A view of Mt. Rainier and the Puget Sound
just before the gravel pit.

    When I got to the gravel pit, which is large and open to the sea, I headed down into it. It was awesome to be so far below the rim, to look up at the forest, and then to walk to the sea. I contemplated taking my boots off and wading in the water, but when I looked at the time, I saw that I only had half an hour to get back to the car, so from the water's edge, I hiked fast up the hill, following Ela's red line and steaming past three hikers and their two dogs.
    I was not returning the way I had come, but I was following the map. There were another couple of dubious turns, but I was pretty sure I was where I was supposed to be when Ela texted me for an ETA. "About ten minutes," I texted back confidently. I would be back at the car at just about the agreed time.
    And then, suddenly, I was lost. Nothing looked on the ground the way it was supposed to on the map. The forest contained a warren of trails. At every intersection, I tried to make my surroundings match my map, but nothing was making sense. My trail was going parallel to the road, but I didn't know how to get to where the car was in relation to where I thought I was. Fifteen minutes, twenty. Ela texted to know where I was, but I could hardly tell. He suggested I send him the GPS of the map with the dot of my position on it. I texted back, "How do I do that?" He texted me directions. I sent him the map. He texted back: "You're going the wrong direction." I turned around and went the other way.
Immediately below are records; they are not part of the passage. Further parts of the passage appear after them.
//! Farmer Error Types
//!
//! This module provides registry-specific error variants that integrate
//! with the unified `kernel::error::AppError` system.

use auth::AuthError;
use axum::http::StatusCode;
use axum::response::{IntoResponse, Response};
use kernel::error::{app_error::AppError, kind::ErrorKind};
use platform::address::AddressError;
use thiserror::Error;

/// Farmer-specific result type alias
pub type FarmerResult<T> = Result<T, FarmerError>;

/// Farmer-specific error variants
///
/// Every registry operation ends in exactly one of these or a success value.
#[derive(Debug, Error)]
pub enum FarmerError {
    /// Identity or payout identity is not a valid address
    #[error("Invalid Bitcoin address.")]
    InvalidAddress(#[from] AddressError),

    /// Audit response is not a 64 character hex digest
    #[error("Invalid response hash.")]
    InvalidHash,

    /// Height is negative, non-numeric or above the limit
    #[error("Height is out of range.")]
    HeightOutOfRange { height: String, max: u64 },

    /// Request failed authentication
    #[error(transparent)]
    Unauthorized(#[from] AuthError),

    /// Farmer is not registered
    #[error("Farmer not found.")]
    NotFound,

    /// Farmer is already registered
    #[error("Address already is registered.")]
    AlreadyRegistered,

    /// Audit for this (farmer, height) already recorded
    #[error("Audit already recorded for this height.")]
    DuplicateAudit,

    /// Database error
    #[error("Database error")]
    Database(#[from] sqlx::Error),
}

impl FarmerError {
    /// Get the HTTP status code for this error
    pub fn status_code(&self) -> StatusCode {
        match self {
            FarmerError::InvalidAddress(_) | FarmerError::InvalidHash => StatusCode::BAD_REQUEST,
            FarmerError::HeightOutOfRange { .. } => StatusCode::PAYLOAD_TOO_LARGE,
            FarmerError::Unauthorized(_) => StatusCode::UNAUTHORIZED,
            FarmerError::NotFound => StatusCode::NOT_FOUND,
            FarmerError::AlreadyRegistered | FarmerError::DuplicateAudit => StatusCode::CONFLICT,
            FarmerError::Database(_) => StatusCode::INTERNAL_SERVER_ERROR,
        }
    }

    /// Get the ErrorKind for this error
    pub fn kind(&self) -> ErrorKind {
        match self {
            FarmerError::InvalidAddress(_) | FarmerError::InvalidHash => ErrorKind::BadRequest,
            FarmerError::HeightOutOfRange { .. } => ErrorKind::PayloadTooLarge,
            FarmerError::Unauthorized(_) => ErrorKind::Unauthorized,
            FarmerError::NotFound => ErrorKind::NotFound,
            FarmerError::AlreadyRegistered | FarmerError::DuplicateAudit => ErrorKind::Conflict,
            FarmerError::Database(_) => ErrorKind::InternalServerError,
        }
    }

    /// Log the error with appropriate level.
    ///
    /// Offending input and parse causes only go to the log; the response
    /// message is fixed per variant.
    fn log(&self) {
        match self {
            FarmerError::Database(e) => {
                tracing::error!(error = %e, "Farmer database error");
            }
            FarmerError::InvalidAddress(cause) => {
                tracing::debug!(cause = %cause, "Farmer request has invalid address");
            }
            FarmerError::HeightOutOfRange { height, max } => {
                tracing::debug!(height = %height, max, "Farmer reported height out of range");
            }
            FarmerError::Unauthorized(e) => {
                tracing::warn!(reason = %e.rejection(), "Farmer request not authenticated");
            }
            FarmerError::AlreadyRegistered | FarmerError::DuplicateAudit => {
                tracing::warn!(error = %self, "Farmer conflict");
            }
            _ => {
                tracing::debug!(error = %self, "Farmer request rejected");
            }
        }
    }
}

impl From<FarmerError> for AppError {
    fn from(err: FarmerError) -> Self {
        match err {
            FarmerError::Unauthorized(e) => e.to_app_error(),
            FarmerError::Database(e) => AppError::internal("Database error").with_source(e),
            other => AppError::new(other.kind(), other.to_string()),
        }
    }
}

impl IntoResponse for FarmerError {
    fn into_response(self) -> Response {
        self.log();
        AppError::from(self).into_response()
    }
}
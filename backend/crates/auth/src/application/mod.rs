//! Application Layer
//!
//! Configuration and the authorization use case.

pub mod config;
pub mod gate;

// Re-exports
pub use config::AuthConfig;
pub use gate::AuthenticationGate;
        I was genuinely lost, in that I didn't know where I was or how to get where I wanted to be, but I knew I wasn't far from the road and that I would eventually wind my way out of the forest onto the road, where I would be able to tell Ela where I was. Frequent texting with Ela kept me cheerful.
    It took me another hour to get to the road, and even then I wasn't at the car. But at least I could text Ela that I was at such and such an intersection. He said, "Wait there," and in five minutes he drove up in the car.
    It was an hour past our agreed meeting time, and I had added probably four extra miles to my hike. I was sorry to have made Ela wait. But he said he didn't mind. He had just kept making loops with his bicycle, and he loves to ride his bike, especially on the Dockton Forest trails.